Exercise prompt:
Locate, in the data below, the line that contains "if key.len() <" and the line that contains "nonce.copy_from_slice(&key[key.len() - NONCE_LEN..]);"; reproduce exactly those two lines and every line between them, nothing more.

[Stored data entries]

--- START ---

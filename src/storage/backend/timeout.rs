//! 查询超时控制
//!
//! 每个关系型查询都有固定的超时上限，超时即失败，不做重试。

use std::future::Future;
use std::time::Duration;

use tracing::warn;

use crate::errors::{Result, ShortenerError};

/// 在超时限制内执行操作
pub async fn with_timeout<T, Fut>(operation_name: &str, limit: Duration, operation: Fut) -> Result<T>
where
    Fut: Future<Output = Result<T>>,
{
    match tokio::time::timeout(limit, operation).await {
        Ok(result) => result,
        Err(_) => {
            warn!(
                "Operation '{}' timed out after {} ms",
                operation_name,
                limit.as_millis()
            );
            Err(ShortenerError::timeout(format!(
                "{} 超时 ({} ms)",
                operation_name,
                limit.as_millis()
            )))
        }
    }
}

#[cfg(test)]
mod tests {
    use super::*;

    #[tokio::test]
    async fn test_completes_within_limit() {
        let value = with_timeout("fast", Duration::from_millis(200), async { Ok(7) })
            .await
            .unwrap();
        assert_eq!(value, 7);
    }

    #[tokio::test]
    async fn test_inner_error_passes_through() {
        let err = with_timeout::<(), _>("broken", Duration::from_millis(200), async {
            Err(ShortenerError::database_operation("boom"))
        })
        .await
        .unwrap_err();
        assert!(matches!(err, ShortenerError::DatabaseOperation(_)));
    }

    #[tokio::test]
    async fn test_slow_operation_times_out() {
        let err = with_timeout("slow", Duration::from_millis(10), async {
            tokio::time::sleep(Duration::from_millis(500)).await;
            Ok(())
        })
        .await
        .unwrap_err();
        assert!(matches!(err, ShortenerError::Timeout(_)));
        assert!(err.message().contains("slow"));
    }
}
//! Anonymous visitor sessions

use sea_orm::entity::prelude::*;

#[derive(Clone, Debug, PartialEq, DeriveEntityModel, Eq)]
#[sea_orm(table_name = "users")]
pub struct Model {
    /// Owner ID
    #[sea_orm(primary_key, auto_increment = false)]
    pub id: String,
    /// 解封后的会话值（不是 cookie 中的密文 token）
    pub session_token: Option<String>,
}

#[derive(Copy, Clone, Debug, EnumIter, DeriveRelation)]
pub enum Relation {
    #[sea_orm(has_many = "super::url::Entity")]
    Url,
}

impl Related<super::url::Entity> for Entity {
    fn to() -> RelationDef {
        Relation::Url.def()
    }
}

impl ActiveModelBehavior for ActiveModel {}
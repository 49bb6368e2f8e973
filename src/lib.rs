//! Shortener - URL shortener storage core
//!
//! This library provides the storage layer of a URL shortener service:
//! a conflict-detecting link registry with interchangeable backends,
//! batched soft deletion and sealed anonymous sessions.
//!
//! # Architecture
//! - `storage`: Storage facade, in-memory and SeaORM backends
//! - `auth`: Anonymous session tokens
//! - `services`: Shortener business layer
//! - `config`: Configuration management
//! - `system`: Logging and shutdown handling

pub mod auth;
pub mod config;
pub mod errors;
pub mod services;
pub mod storage;
pub mod system;
//! Anonymous visitor sessions
//!
//! A session is a random owner id paired with a random opaque value. The
//! opaque value is stored by the backend; the client only ever sees it
//! sealed with AES-256-GCM and hex-encoded.
//!
//! The nonce is taken from the tail of the fixed key, so sealing is
//! deterministic: equal opaque values produce equal tokens.

use aes_gcm::aead::{Aead, KeyInit};
use aes_gcm::{Aes256Gcm, Nonce};
use async_trait::async_trait;
use tracing::{debug, warn};

use crate::errors::{Result, ShortenerError};
use crate::storage::Storage;

/// 会话密钥（32 字节，hex）
pub const SESSION_KEY_HEX: &str =
    "9cc1ee455a3363ffc504f40006f70d0c8276648a5d3eb3f9524e94d1b7a83aef";

const KEY_LEN: usize = 32;
const NONCE_LEN: usize = 12;
const OPAQUE_LEN: usize = 16;

/// 会话的持久化端
#[async_trait]
pub trait SessionStore: Send + Sync {
    async fn load_user(&self, session: &str) -> Result<Option<String>>;
    async fn store_session(&self, owner_id: &str, session: &str) -> Result<()>;
}

#[async_trait]
impl SessionStore for Storage {
    async fn load_user(&self, session: &str) -> Result<Option<String>> {
        Storage::load_user(self, session).await
    }

    async fn store_session(&self, owner_id: &str, session: &str) -> Result<()> {
        Storage::store_session(self, owner_id, session).await
    }
}

pub struct SessionSealer {
    cipher: Aes256Gcm,
    nonce: [u8; NONCE_LEN],
}

impl SessionSealer {
    pub fn from_hex_key(key_hex: &str) -> Result<Self> {
        let key = hex::decode(key_hex)
            .map_err(|e| ShortenerError::session(format!("会话密钥不是合法的 hex: {}", e)))?;
        if key.len() < KEY_LEN {
            return Err(ShortenerError::session(format!(
                "会话密钥长度不足: {} 字节 (需要 {})",
                key.len(),
                KEY_LEN
            )));
        }

        let cipher = Aes256Gcm::new_from_slice(&key[..KEY_LEN])
            .map_err(|e| ShortenerError::session(format!("无法初始化 AES-GCM: {}", e)))?;
        let mut nonce = [0u8; NONCE_LEN];
        nonce.copy_from_slice(&key[key.len() - NONCE_LEN..]);

        Ok(Self { cipher, nonce })
    }

    /// 内置密钥
    pub fn builtin() -> Result<Self> {
        Self::from_hex_key(SESSION_KEY_HEX)
    }

    pub fn seal(&self, opaque: &str) -> Result<String> {
        let sealed = self
            .cipher
            .encrypt(Nonce::from_slice(&self.nonce), opaque.as_bytes())
            .map_err(|e| ShortenerError::session(format!("会话加密失败: {}", e)))?;
        Ok(hex::encode(sealed))
    }

    pub fn unseal(&self, token: &str) -> Result<String> {
        let sealed = hex::decode(token)
            .map_err(|e| ShortenerError::session(format!("token 不是合法的 hex: {}", e)))?;
        let opened = self
            .cipher
            .decrypt(Nonce::from_slice(&self.nonce), sealed.as_slice())
            .map_err(|_| ShortenerError::session("token 校验失败"))?;
        String::from_utf8(opened)
            .map_err(|_| ShortenerError::session("token 内容不是合法的 UTF-8"))
    }
}

/// 创建新会话，返回 `(owner_id, token)`
pub async fn open_session<S>(store: &S) -> Result<(String, String)>
where
    S: SessionStore + ?Sized,
{
    let owner_id = uuid::Uuid::new_v4().to_string();
    let opaque = hex::encode(rand::random::<[u8; OPAQUE_LEN]>());
    let token = SessionSealer::builtin()?.seal(&opaque)?;

    store.store_session(&owner_id, &opaque).await?;
    debug!("Opened session for {}", owner_id);
    Ok((owner_id, token))
}

/// 解析 token 对应的 owner id
///
/// 无法解封的 token 返回 `Ok(None)`，由调用方开启新会话。
pub async fn load_user<S>(token: &str, store: &S) -> Result<Option<String>>
where
    S: SessionStore + ?Sized,
{
    let opaque = match SessionSealer::builtin()?.unseal(token) {
        Ok(opaque) => opaque,
        Err(e) => {
            warn!("Rejected session token: {}", e);
            return Ok(None);
        }
    };

    store.load_user(&opaque).await
}
use std::sync::Arc;

use anyhow::{Context, Result};
use tracing::{info, warn};

use shortener::config::args::parse_config_path;
use shortener::config::{DEFAULT_CONFIG_PATH, get_config, init_config};
use shortener::errors::ShortenerError;
use shortener::services::Shortener;
use shortener::storage::StorageFactory;
use shortener::system::logging::init_logging;
use shortener::system::shutdown::listen_for_shutdown;

#[tokio::main]
async fn main() {
    if let Err(e) = run().await {
        match e.downcast_ref::<ShortenerError>() {
            Some(err) => eprintln!("{}", err.format_colored()),
            None => eprintln!("[ERROR] {:#}", e),
        }
        std::process::exit(1);
    }
}

async fn run() -> Result<()> {
    dotenvy::dotenv().ok();

    let args: Vec<String> = std::env::args().collect();
    let config_path = parse_config_path(&args).unwrap_or_else(|| DEFAULT_CONFIG_PATH.to_string());
    init_config(&config_path);
    let config = get_config();

    let _log_guard = init_logging(&config.logging).context("Failed to initialize logging")?;

    let storage = Arc::new(
        StorageFactory::create(&config.storage)
            .await
            .context("Failed to create storage backend")?,
    );
    storage
        .ping()
        .await
        .context("Storage backend is not reachable")?;

    let shortener = Shortener::new(Arc::clone(&storage), config.server.base_url.clone());
    let stats = shortener.stats().await.context("Failed to read storage stats")?;
    info!(
        "Shortener ready on {} ({} backend, {} urls, {} users)",
        config.server.address,
        storage.backend_name(),
        stats.urls,
        stats.users
    );

    listen_for_shutdown(&storage).await;
    warn!("Shutdown complete");
    Ok(())
}
pub mod args;
mod r#impl;
mod structs;

pub use r#impl::{get_config, init_config};
pub use structs::*;
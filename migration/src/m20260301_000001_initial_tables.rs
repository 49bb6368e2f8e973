use sea_orm_migration::prelude::*;

#[derive(DeriveMigrationName)]
pub struct Migration;

#[async_trait::async_trait]
impl MigrationTrait for Migration {
    async fn up(&self, manager: &SchemaManager) -> Result<(), DbErr> {
        // 创建 users 表
        manager
            .create_table(
                Table::create()
                    .table(Users::Table)
                    .if_not_exists()
                    .col(
                        ColumnDef::new(Users::Id)
                            .string()
                            .not_null()
                            .primary_key(),
                    )
                    .col(ColumnDef::new(Users::SessionToken).string().null())
                    .to_owned(),
            )
            .await?;

        // 创建 urls 表，owner_id 外键指向 users.id
        manager
            .create_table(
                Table::create()
                    .table(Urls::Table)
                    .if_not_exists()
                    .col(
                        ColumnDef::new(Urls::Url)
                            .string()
                            .not_null()
                            .unique_key(),
                    )
                    .col(
                        ColumnDef::new(Urls::Id)
                            .string()
                            .not_null()
                            .primary_key(),
                    )
                    .col(ColumnDef::new(Urls::OwnerId).string().null())
                    .col(ColumnDef::new(Urls::Deleted).boolean().null())
                    .foreign_key(
                        ForeignKey::create()
                            .name("fk_urls_owner_id")
                            .from(Urls::Table, Urls::OwnerId)
                            .to(Users::Table, Users::Id),
                    )
                    .to_owned(),
            )
            .await?;

        // 按 owner 列出链接
        manager
            .create_index(
                Index::create()
                    .if_not_exists()
                    .name("idx_urls_owner_id")
                    .table(Urls::Table)
                    .col(Urls::OwnerId)
                    .to_owned(),
            )
            .await?;

        // 按会话值查找用户
        manager
            .create_index(
                Index::create()
                    .if_not_exists()
                    .name("idx_users_session_token")
                    .table(Users::Table)
                    .col(Users::SessionToken)
                    .to_owned(),
            )
            .await?;

        Ok(())
    }

    async fn down(&self, manager: &SchemaManager) -> Result<(), DbErr> {
        manager
            .drop_index(
                Index::drop()
                    .name("idx_users_session_token")
                    .table(Users::Table)
                    .to_owned(),
            )
            .await?;

        manager
            .drop_index(
                Index::drop()
                    .name("idx_urls_owner_id")
                    .table(Urls::Table)
                    .to_owned(),
            )
            .await?;

        manager
            .drop_table(Table::drop().table(Urls::Table).to_owned())
            .await?;

        manager
            .drop_table(Table::drop().table(Users::Table).to_owned())
            .await
    }
}

#[derive(DeriveIden)]
enum Users {
    Table,
    Id,
    SessionToken,
}

#[derive(DeriveIden)]
enum Urls {
    Table,
    Url,
    Id,
    OwnerId,
    Deleted,
}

--- END ---

Response area:
        if key.len() < KEY_LEN {
            return Err(ShortenerError::session(format!(
                "会话密钥长度不足: {} 字节 (需要 {})",
                key.len(),
                KEY_LEN
            )));
        }

        let cipher = Aes256Gcm::new_from_slice(&key[..KEY_LEN])
            .map_err(|e| ShortenerError::session(format!("无法初始化 AES-GCM: {}", e)))?;
        let mut nonce = [0u8; NONCE_LEN];
        nonce.copy_from_slice(&key[key.len() - NONCE_LEN..]);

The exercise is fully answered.